Instructions for the task:
Sort through the entries below and pull out lines containing the word "just".

--- Recorded data ---

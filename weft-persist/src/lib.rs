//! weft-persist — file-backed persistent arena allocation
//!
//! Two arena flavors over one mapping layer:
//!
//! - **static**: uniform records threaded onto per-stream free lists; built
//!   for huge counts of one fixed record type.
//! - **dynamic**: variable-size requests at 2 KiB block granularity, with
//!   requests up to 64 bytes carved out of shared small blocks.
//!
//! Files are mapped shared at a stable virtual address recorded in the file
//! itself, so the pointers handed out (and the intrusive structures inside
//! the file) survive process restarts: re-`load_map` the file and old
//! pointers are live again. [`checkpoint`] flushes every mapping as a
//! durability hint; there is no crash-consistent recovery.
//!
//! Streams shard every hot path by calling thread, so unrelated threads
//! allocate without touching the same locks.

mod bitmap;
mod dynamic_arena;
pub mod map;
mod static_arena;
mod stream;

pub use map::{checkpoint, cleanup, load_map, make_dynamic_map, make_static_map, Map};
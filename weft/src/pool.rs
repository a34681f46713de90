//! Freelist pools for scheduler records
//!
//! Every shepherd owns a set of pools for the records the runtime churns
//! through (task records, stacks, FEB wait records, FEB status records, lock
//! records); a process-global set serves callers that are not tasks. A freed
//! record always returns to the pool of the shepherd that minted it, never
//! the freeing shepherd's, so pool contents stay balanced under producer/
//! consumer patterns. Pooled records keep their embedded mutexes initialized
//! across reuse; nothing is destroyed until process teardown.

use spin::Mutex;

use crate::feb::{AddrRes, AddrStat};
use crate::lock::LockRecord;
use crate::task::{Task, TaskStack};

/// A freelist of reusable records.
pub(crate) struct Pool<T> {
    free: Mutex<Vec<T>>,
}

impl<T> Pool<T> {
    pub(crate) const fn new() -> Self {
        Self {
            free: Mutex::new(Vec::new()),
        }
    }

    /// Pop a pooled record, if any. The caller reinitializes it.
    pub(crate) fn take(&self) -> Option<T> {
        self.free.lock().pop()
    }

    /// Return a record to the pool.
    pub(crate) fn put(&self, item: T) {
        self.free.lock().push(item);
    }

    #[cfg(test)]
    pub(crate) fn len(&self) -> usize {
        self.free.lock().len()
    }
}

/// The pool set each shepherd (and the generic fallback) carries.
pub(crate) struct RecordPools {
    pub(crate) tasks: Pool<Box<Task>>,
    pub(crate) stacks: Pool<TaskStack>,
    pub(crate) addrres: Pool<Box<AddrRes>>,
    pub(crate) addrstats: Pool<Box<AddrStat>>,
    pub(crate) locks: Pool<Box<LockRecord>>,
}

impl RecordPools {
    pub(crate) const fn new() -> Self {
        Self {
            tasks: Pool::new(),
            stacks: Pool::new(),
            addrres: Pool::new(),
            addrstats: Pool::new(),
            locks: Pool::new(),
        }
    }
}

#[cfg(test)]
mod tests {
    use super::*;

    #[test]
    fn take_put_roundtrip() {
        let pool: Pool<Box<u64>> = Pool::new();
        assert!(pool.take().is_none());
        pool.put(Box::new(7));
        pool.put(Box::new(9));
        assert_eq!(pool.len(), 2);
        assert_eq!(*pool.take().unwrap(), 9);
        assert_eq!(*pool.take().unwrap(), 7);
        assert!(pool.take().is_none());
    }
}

---
--- Recorded data ---

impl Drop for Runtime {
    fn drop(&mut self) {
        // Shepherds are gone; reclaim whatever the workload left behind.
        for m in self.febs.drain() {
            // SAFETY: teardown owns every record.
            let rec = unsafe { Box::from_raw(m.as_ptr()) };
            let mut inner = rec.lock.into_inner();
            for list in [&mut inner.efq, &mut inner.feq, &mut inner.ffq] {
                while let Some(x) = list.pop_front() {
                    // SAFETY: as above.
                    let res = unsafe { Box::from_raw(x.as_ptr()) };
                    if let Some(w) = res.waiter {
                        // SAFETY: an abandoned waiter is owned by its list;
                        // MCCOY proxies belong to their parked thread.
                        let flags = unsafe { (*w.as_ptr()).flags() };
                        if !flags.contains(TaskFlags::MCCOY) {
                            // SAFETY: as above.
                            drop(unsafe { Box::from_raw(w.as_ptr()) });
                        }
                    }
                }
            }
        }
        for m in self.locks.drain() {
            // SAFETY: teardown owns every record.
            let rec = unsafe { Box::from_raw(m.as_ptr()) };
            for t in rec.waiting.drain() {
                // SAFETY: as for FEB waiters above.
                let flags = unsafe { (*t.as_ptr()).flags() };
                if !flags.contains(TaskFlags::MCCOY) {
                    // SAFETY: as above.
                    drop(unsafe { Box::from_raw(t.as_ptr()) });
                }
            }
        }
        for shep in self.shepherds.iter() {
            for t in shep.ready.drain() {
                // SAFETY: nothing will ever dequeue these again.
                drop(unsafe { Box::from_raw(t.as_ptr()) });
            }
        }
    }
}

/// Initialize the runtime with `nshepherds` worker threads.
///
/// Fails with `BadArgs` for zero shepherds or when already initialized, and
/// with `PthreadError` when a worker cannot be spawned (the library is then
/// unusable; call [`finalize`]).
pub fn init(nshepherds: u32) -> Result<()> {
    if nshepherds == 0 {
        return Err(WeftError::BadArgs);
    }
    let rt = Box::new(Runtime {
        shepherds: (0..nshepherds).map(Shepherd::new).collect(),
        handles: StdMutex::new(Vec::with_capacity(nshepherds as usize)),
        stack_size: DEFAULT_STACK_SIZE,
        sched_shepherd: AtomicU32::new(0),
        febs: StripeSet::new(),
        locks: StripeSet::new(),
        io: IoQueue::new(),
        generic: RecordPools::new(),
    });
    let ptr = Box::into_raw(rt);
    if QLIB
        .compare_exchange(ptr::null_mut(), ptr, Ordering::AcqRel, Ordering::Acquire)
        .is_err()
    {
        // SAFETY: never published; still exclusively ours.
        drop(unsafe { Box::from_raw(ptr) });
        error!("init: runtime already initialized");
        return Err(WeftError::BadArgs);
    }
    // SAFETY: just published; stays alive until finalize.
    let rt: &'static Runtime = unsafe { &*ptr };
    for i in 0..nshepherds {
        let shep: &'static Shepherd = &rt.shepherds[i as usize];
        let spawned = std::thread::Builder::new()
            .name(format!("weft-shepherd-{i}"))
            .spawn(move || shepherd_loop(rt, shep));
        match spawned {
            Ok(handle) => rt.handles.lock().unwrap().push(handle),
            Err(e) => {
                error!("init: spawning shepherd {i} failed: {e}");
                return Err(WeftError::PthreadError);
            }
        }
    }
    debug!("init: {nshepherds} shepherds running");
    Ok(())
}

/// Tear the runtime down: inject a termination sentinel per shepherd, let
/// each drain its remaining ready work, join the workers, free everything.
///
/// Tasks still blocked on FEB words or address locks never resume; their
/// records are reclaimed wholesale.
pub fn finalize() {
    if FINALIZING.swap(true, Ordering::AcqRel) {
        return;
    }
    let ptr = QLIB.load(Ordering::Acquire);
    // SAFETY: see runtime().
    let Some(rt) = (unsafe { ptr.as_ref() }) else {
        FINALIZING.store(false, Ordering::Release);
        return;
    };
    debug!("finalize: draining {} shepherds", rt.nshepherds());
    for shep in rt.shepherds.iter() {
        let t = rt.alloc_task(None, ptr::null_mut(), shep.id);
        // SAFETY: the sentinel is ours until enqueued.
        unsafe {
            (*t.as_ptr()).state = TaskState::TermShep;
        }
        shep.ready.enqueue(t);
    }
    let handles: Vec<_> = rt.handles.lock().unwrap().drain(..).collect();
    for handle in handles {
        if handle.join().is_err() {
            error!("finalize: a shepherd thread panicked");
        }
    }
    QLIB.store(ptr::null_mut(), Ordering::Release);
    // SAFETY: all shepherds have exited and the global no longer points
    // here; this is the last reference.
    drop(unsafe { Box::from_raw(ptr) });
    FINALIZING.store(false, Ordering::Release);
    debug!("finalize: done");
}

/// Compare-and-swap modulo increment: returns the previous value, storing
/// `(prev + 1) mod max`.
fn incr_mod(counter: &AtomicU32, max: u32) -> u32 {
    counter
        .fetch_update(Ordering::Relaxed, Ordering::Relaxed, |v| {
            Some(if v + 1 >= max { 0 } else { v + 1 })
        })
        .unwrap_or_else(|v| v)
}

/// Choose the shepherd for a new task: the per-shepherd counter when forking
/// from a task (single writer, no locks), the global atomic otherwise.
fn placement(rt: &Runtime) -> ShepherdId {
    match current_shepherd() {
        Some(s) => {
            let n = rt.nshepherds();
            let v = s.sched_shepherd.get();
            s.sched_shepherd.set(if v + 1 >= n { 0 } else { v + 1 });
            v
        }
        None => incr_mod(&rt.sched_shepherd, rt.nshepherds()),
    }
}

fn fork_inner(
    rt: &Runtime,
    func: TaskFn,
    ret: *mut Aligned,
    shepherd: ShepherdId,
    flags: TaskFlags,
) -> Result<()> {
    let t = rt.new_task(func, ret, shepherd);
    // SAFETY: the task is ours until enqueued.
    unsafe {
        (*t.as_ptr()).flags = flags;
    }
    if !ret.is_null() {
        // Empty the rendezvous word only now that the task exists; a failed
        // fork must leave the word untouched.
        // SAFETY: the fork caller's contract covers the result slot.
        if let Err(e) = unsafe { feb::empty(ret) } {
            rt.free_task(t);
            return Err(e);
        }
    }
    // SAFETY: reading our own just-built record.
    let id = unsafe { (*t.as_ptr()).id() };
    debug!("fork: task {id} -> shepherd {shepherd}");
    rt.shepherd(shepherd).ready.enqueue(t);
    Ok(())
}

---

Written solution:
    // SAFETY: just published; stays alive until finalize.
    // SAFETY: reading our own just-built record.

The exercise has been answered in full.